Ørsted and Siemens Gamesa pick UK site for EU-funded green hydrogen pilot
A consortium including Ørsted and Siemens Gamesa Renewable Energy aims to develop a megawat-scale electrolyser suitable for offshore conditions in a shoreside pilot trial in north-east England.
Through the EU-funded Oyster project, the partners plan to explore the feasibility and potential of combining an offshore wind turbine directly with an electrolyser and transporting renewable hydrogen to shore.
They will develop the project at Ørsted’s operations and maintenance hub in Grimsby – outside the EU in the UK – close to Siemens Gamesa’s offshore wind blade factory in Hull.
Ørsted is also working with Oyster project partners Element Energy and ITM Power, as well as oil and gas company Phillips 66 on the Gigastack project in the region, through which they aim to cut the costs of producing green hydrogen.
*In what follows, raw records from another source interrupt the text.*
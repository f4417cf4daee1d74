//! Database connection management

use std::time::Duration;

use sqlx::{PgPool, Postgres, Transaction, postgres::PgPoolOptions};

/// Connection pool sizing.
#[derive(Debug, Clone, Copy, PartialEq, Eq)]
pub struct PoolSettings {
    /// Upper bound on open connections.
    pub max_connections: u32,

    /// How long a caller waits for a free connection before giving up.
    pub acquire_timeout: Duration,
}

impl Default for PoolSettings {
    fn default() -> Self {
        Self {
            max_connections: 10,
            acquire_timeout: Duration::from_secs(5),
        }
    }
}

#[derive(Debug, Clone)]
pub struct Db {
    pool: PgPool,
}

impl Db {
    #[must_use]
    pub fn new(pool: PgPool) -> Self {
        Self { pool }
    }

    /// Begin a transaction.
    ///
    /// # Errors
    ///
    /// Returns an error when a connection cannot be acquired or the
    /// transaction cannot be started.
    pub async fn begin(&self) -> Result<Transaction<'static, Postgres>, sqlx::Error> {
        self.pool.begin().await
    }
}

/// Open a `PostgreSQL` connection pool.
///
/// # Errors
///
/// Returns an error if the first connection cannot be established.
#[tracing::instrument(name = "coupons.database.connect", skip(database_url), err)]
pub async fn connect(database_url: &str, settings: PoolSettings) -> Result<PgPool, sqlx::Error> {
    PgPoolOptions::new()
        .max_connections(settings.max_connections)
        .acquire_timeout(settings.acquire_timeout)
        .connect(database_url)
        .await
}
The partners have not disclosed what the capacity of the electrolysis component or the turbine model will be.
They expect the pilot project will run until 2024.
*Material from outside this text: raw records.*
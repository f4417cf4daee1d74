//! Get Coupon Handler

use std::sync::Arc;

use salvo::{
    oapi::{ToSchema, extract::PathParam},
    prelude::*,
};
use serde::{Deserialize, Serialize};
use uuid::Uuid;

use coupons_app::domain::coupons::records::{CouponRecord, CouponUuid};

use crate::{
    coupons::{errors::into_status_error, requests::to_number},
    extensions::*,
    state::State,
};

#[derive(Debug, Serialize, Deserialize, ToSchema)]
#[serde(rename_all = "camelCase")]
pub(crate) struct CouponResponse {
    /// The unique identifier of the coupon
    pub id: Uuid,

    /// The code shoppers enter
    pub code: String,

    /// `percentage`, `fixed`, `shipping` or `buyXgetY`
    #[serde(rename = "type")]
    pub kind: String,

    /// Percent, amount or free item count, depending on the type
    pub value: f64,

    pub min_purchase: Option<f64>,
    pub max_discount: Option<f64>,

    /// Start of the validity window
    pub valid_from: String,

    /// End of the validity window
    pub valid_until: String,

    pub usage_limit: Option<u64>,
    pub usage_count: u64,
    pub is_active: bool,

    /// `all`, `categories` or `products`
    pub applies_to: String,

    pub applicable_ids: Vec<String>,

    /// The date and time the coupon was created
    pub created_at: String,

    /// The date and time the coupon was last updated
    pub updated_at: String,
}

impl From<CouponRecord> for CouponResponse {
    fn from(coupon: CouponRecord) -> Self {
        CouponResponse {
            id: coupon.uuid.into_uuid(),
            code: coupon.code,
            kind: coupon.kind.to_string(),
            value: to_number(coupon.value),
            min_purchase: coupon.min_purchase.map(to_number),
            max_discount: coupon.max_discount.map(to_number),
            valid_from: coupon.valid_from.to_string(),
            valid_until: coupon.valid_until.to_string(),
            usage_limit: coupon.usage_limit,
            usage_count: coupon.usage_count,
            is_active: coupon.is_active,
            applies_to: coupon.applies_to.to_string(),
            applicable_ids: coupon.applicable_ids,
            created_at: coupon.created_at.to_string(),
            updated_at: coupon.updated_at.to_string(),
        }
    }
}

/// A message and the coupon it concerns
#[derive(Debug, Serialize, Deserialize, ToSchema)]
pub(crate) struct CouponEnvelope {
    pub message: String,
    pub data: CouponResponse,
}

impl CouponEnvelope {
    pub(crate) fn new(message: impl Into<String>, coupon: CouponRecord) -> Self {
        Self {
            message: message.into(),
            data: coupon.into(),
        }
    }
}

/// Get Coupon Handler
///
/// Returns a coupon.
#[endpoint(
    tags("coupons"),
    summary = "Get Coupon",
    security(("bearer_auth" = [])),
    responses(
        (status_code = StatusCode::OK, description = "Coupon found"),
        (status_code = StatusCode::NOT_FOUND, description = "Coupon not found"),
        (status_code = StatusCode::INTERNAL_SERVER_ERROR, description = "Internal Server Error"),
    ),
)]
pub(crate) async fn handler(
    coupon: PathParam<Uuid>,
    depot: &mut Depot,
) -> Result<Json<CouponEnvelope>, StatusError> {
    let state = depot.obtain_or_500::<Arc<State>>()?;

    let coupon = state
        .app
        .coupons
        .get_coupon(CouponUuid::from_uuid(coupon.into_inner()))
        .await
        .map_err(into_status_error)?;

    Ok(Json(CouponEnvelope::new(
        "Coupon retrieved successfully",
        coupon,
    )))
}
The €5 million project is entirely funded by the European Commission.
The Oyster consortium members explained that offshore hydrogen production needs compact electrolysis systems that can withstand harsh offshore conditions and have minimal maintenance requirements, while still meeting cost and hydrogen production targets.
They aim to produce an electrolyser system that will be compact enough to fit inside a single turbine and will follow the turbine’s production profile. It should also combine the desalination and water treatment process to make it possible to use seawater as a feedstock for electrolysis, the partners explained.
ITM Power will be responsible for developing the electrolysis system. Ørsted will lead analysis of offshore deployment and the feasibility study of future offshore electrolyser deployments. It will also help ITM Power make the electrolyser suitable for offshore conditions.
Meanwhile, Siemens Gamesa and Element Energy will provide technical and project management expertise.
Siemens Gamesa is also working with parent company Siemens Energy to integrate an electrolyser unit within a large-scale offshore wind turbine, and recently began onshore trials.
Duncan Clark, head of UK Region for Ørsted, said: “The combination of offshore wind and renewable hydrogen production holds game-changing potential to decarbonise otherwise hard to abate sectors.
“We are exploring offshore hydrogen production as a future, supplemental way of getting large amounts of renewable energy, generated from plentiful offshore wind, to where it is needed. Just as with scaling-up offshore wind, early lessons from projects like this can then be deployed across the region and around the world.”
The EU aims to have renewable energy feeding 40GW electrolysis capacity by 2030 under its Hydrogen Strategy, which was unveiled last summer.